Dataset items
Start of Block

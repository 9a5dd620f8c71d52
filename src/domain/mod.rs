// Domain layer: models, catalogs and ports (interfaces). No I/O here.

pub mod catalog;
pub mod geo;
pub mod model;
pub mod params;
pub mod ports;
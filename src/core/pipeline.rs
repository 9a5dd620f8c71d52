use crate::adapters::http::{HttpBasemapSource, HttpJobSource};
use crate::core::dashboard::Dashboard;
use crate::core::export::{
    filtered_csv, report_json, DashboardReport, DASHBOARD_FILE, FILTERED_CSV_FILE,
};
use crate::core::geo::BasemapCache;
use crate::core::normalize::normalize_all;
use crate::core::{ConfigProvider, Pipeline, Storage};
use crate::domain::model::RawRecord;
use crate::domain::ports::{BasemapSource, JobSource};
use crate::utils::error::Result;
use chrono::Utc;

/// Normalized dataset ready for the dashboard, plus ingestion counts.
#[derive(Debug, Clone)]
pub struct PreparedDashboard {
    pub dashboard: Dashboard,
    pub fetched: usize,
    pub dropped_undated: usize,
}

/// fetch → normalize → compute views → write `dashboard.json` and `filtered_jobs.csv`.
pub struct ObservatoryPipeline<S, C, J = HttpJobSource, B = HttpBasemapSource>
where
    S: Storage,
    C: ConfigProvider,
    J: JobSource,
    B: BasemapSource,
{
    storage: S,
    config: C,
    jobs: J,
    basemap: BasemapCache<B>,
}

impl<S: Storage, C: ConfigProvider> ObservatoryPipeline<S, C> {
    pub fn new(storage: S, config: C) -> Result<Self> {
        let jobs = HttpJobSource::from_config(&config)?;
        let basemap = HttpBasemapSource::from_config(&config)?;
        Ok(Self::with_sources(storage, config, jobs, basemap))
    }
}

impl<S, C, J, B> ObservatoryPipeline<S, C, J, B>
where
    S: Storage,
    C: ConfigProvider,
    J: JobSource,
    B: BasemapSource,
{
    pub fn with_sources(storage: S, config: C, jobs: J, basemap: B) -> Self {
        Self {
            storage,
            config,
            jobs,
            basemap: BasemapCache::new(basemap),
        }
    }

    pub fn config(&self) -> &C {
        &self.config
    }

    pub fn basemap(&self) -> &BasemapCache<B> {
        &self.basemap
    }

    /// Dashboard with the configured selections applied.
    pub fn build_dashboard(&self, data: &[RawRecord]) -> PreparedDashboard {
        let normalized = normalize_all(data, self.config.dialect());
        let mut dashboard = Dashboard::new(normalized.records, self.config.aggregation().clone());
        dashboard.set_filters(self.config.filters().clone());
        dashboard.set_market_worth(self.config.market_worth().clone());
        if let Some(role) = self.config.drift_role() {
            dashboard.set_drift_role(role);
        }

        PreparedDashboard {
            dashboard,
            fetched: data.len(),
            dropped_undated: normalized.dropped_undated,
        }
    }
}

#[async_trait::async_trait]
impl<S, C, J, B> Pipeline for ObservatoryPipeline<S, C, J, B>
where
    S: Storage,
    C: ConfigProvider,
    J: JobSource,
    B: BasemapSource,
{
    type Loaded = PreparedDashboard;

    async fn extract(&self) -> Result<Vec<RawRecord>> {
        self.jobs.fetch_jobs().await
    }

    async fn transform(&self, data: Vec<RawRecord>) -> Result<PreparedDashboard> {
        let prepared = self.build_dashboard(&data);
        tracing::debug!(
            "Normalized {} of {} postings ({} without a date)",
            prepared.dashboard.records().len(),
            prepared.fetched,
            prepared.dropped_undated
        );
        Ok(prepared)
    }

    async fn load(&self, prepared: PreparedDashboard) -> Result<String> {
        let basemap = self.basemap.get().await;
        let dashboard = &prepared.dashboard;
        let view = dashboard.snapshot(basemap.as_deref());

        tracing::debug!(
            "Writing {} of {} postings to {}",
            view.filtered_postings,
            view.total_postings,
            FILTERED_CSV_FILE
        );
        let csv = filtered_csv(&dashboard.filtered())?;
        self.storage.write_file(FILTERED_CSV_FILE, &csv).await?;

        let report = DashboardReport {
            generated_at: Utc::now(),
            source_endpoint: self.config.api_endpoint().to_string(),
            fetched_postings: prepared.fetched,
            dropped_undated: prepared.dropped_undated,
            overview: dashboard.overview(),
            dashboard: view,
        };
        self.storage
            .write_file(DASHBOARD_FILE, &report_json(&report)?)
            .await?;

        Ok(format!("{}/{}", self.config.output_path(), DASHBOARD_FILE))
    }
}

End of Block

#### [THE PROBLEM]
What is needed is a word-for-word copy of all the entries.

#### [EXERCISE RESPONSE]
repository 9a5dd620f8c71d52
filename src/domain/mod.rs
// Domain layer: models, catalogs and ports (interfaces). No I/O here.

pub mod catalog;
pub mod geo;
pub mod model;
pub mod params;
pub mod ports;
filename src/core/pipeline.rs
repository 9a5dd620f8c71d52
use crate::adapters::http::{HttpBasemapSource, HttpJobSource};
use crate::core::dashboard::Dashboard;
use crate::core::export::{
    filtered_csv, report_json, DashboardReport, DASHBOARD_FILE, FILTERED_CSV_FILE,
};
use crate::core::geo::BasemapCache;
use crate::core::normalize::normalize_all;
use crate::core::{ConfigProvider, Pipeline, Storage};
use crate::domain::model::RawRecord;
use crate::domain::ports::{BasemapSource, JobSource};
use crate::utils::error::Result;
use chrono::Utc;

/// Normalized dataset ready for the dashboard, plus ingestion counts.
#[derive(Debug, Clone)]
pub struct PreparedDashboard {
    pub dashboard: Dashboard,
    pub fetched: usize,
    pub dropped_undated: usize,
}

/// fetch → normalize → compute views → write `dashboard.json` and `filtered_jobs.csv`.
pub struct ObservatoryPipeline<S, C, J = HttpJobSource, B = HttpBasemapSource>
where
    S: Storage,
    C: ConfigProvider,
    J: JobSource,
    B: BasemapSource,
{
    storage: S,
    config: C,
    jobs: J,
    basemap: BasemapCache<B>,
}

impl<S: Storage, C: ConfigProvider> ObservatoryPipeline<S, C> {
    pub fn new(storage: S, config: C) -> Result<Self> {
        let jobs = HttpJobSource::from_config(&config)?;
        let basemap = HttpBasemapSource::from_config(&config)?;
        Ok(Self::with_sources(storage, config, jobs, basemap))
    }
}

impl<S, C, J, B> ObservatoryPipeline<S, C, J, B>
where
    S: Storage,
    C: ConfigProvider,
    J: JobSource,
    B: BasemapSource,
{
    pub fn with_sources(storage: S, config: C, jobs: J, basemap: B) -> Self {
        Self {
            storage,
            config,
            jobs,
            basemap: BasemapCache::new(basemap),
        }
    }

    pub fn config(&self) -> &C {
        &self.config
    }

    pub fn basemap(&self) -> &BasemapCache<B> {
        &self.basemap
    }

    /// Dashboard with the configured selections applied.
    pub fn build_dashboard(&self, data: &[RawRecord]) -> PreparedDashboard {
        let normalized = normalize_all(data, self.config.dialect());
        let mut dashboard = Dashboard::new(normalized.records, self.config.aggregation().clone());
        dashboard.set_filters(self.config.filters().clone());
        dashboard.set_market_worth(self.config.market_worth().clone());
        if let Some(role) = self.config.drift_role() {
            dashboard.set_drift_role(role);
        }

        PreparedDashboard {
            dashboard,
            fetched: data.len(),
            dropped_undated: normalized.dropped_undated,
        }
    }
}

#[async_trait::async_trait]
impl<S, C, J, B> Pipeline for ObservatoryPipeline<S, C, J, B>
where
    S: Storage,
    C: ConfigProvider,
    J: JobSource,
    B: BasemapSource,
{
    type Loaded = PreparedDashboard;

    async fn extract(&self) -> Result<Vec<RawRecord>> {
        self.jobs.fetch_jobs().await
    }

    async fn transform(&self, data: Vec<RawRecord>) -> Result<PreparedDashboard> {
        let prepared = self.build_dashboard(&data);
        tracing::debug!(
            "Normalized {} of {} postings ({} without a date)",
            prepared.dashboard.records().len(),
            prepared.fetched,
            prepared.dropped_undated
        );
        Ok(prepared)
    }

    async fn load(&self, prepared: PreparedDashboard) -> Result<String> {
        let basemap = self.basemap.get().await;
        let dashboard = &prepared.dashboard;
        let view = dashboard.snapshot(basemap.as_deref());

        tracing::debug!(
            "Writing {} of {} postings to {}",
            view.filtered_postings,
            view.total_postings,
            FILTERED_CSV_FILE
        );
        let csv = filtered_csv(&dashboard.filtered())?;
        self.storage.write_file(FILTERED_CSV_FILE, &csv).await?;

        let report = DashboardReport {
            generated_at: Utc::now(),
            source_endpoint: self.config.api_endpoint().to_string(),
            fetched_postings: prepared.fetched,
            dropped_undated: prepared.dropped_undated,
            overview: dashboard.overview(),
            dashboard: view,
        };
        self.storage
            .write_file(DASHBOARD_FILE, &report_json(&report)?)
            .await?;

        Ok(format!("{}/{}", self.config.output_path(), DASHBOARD_FILE))
    }
}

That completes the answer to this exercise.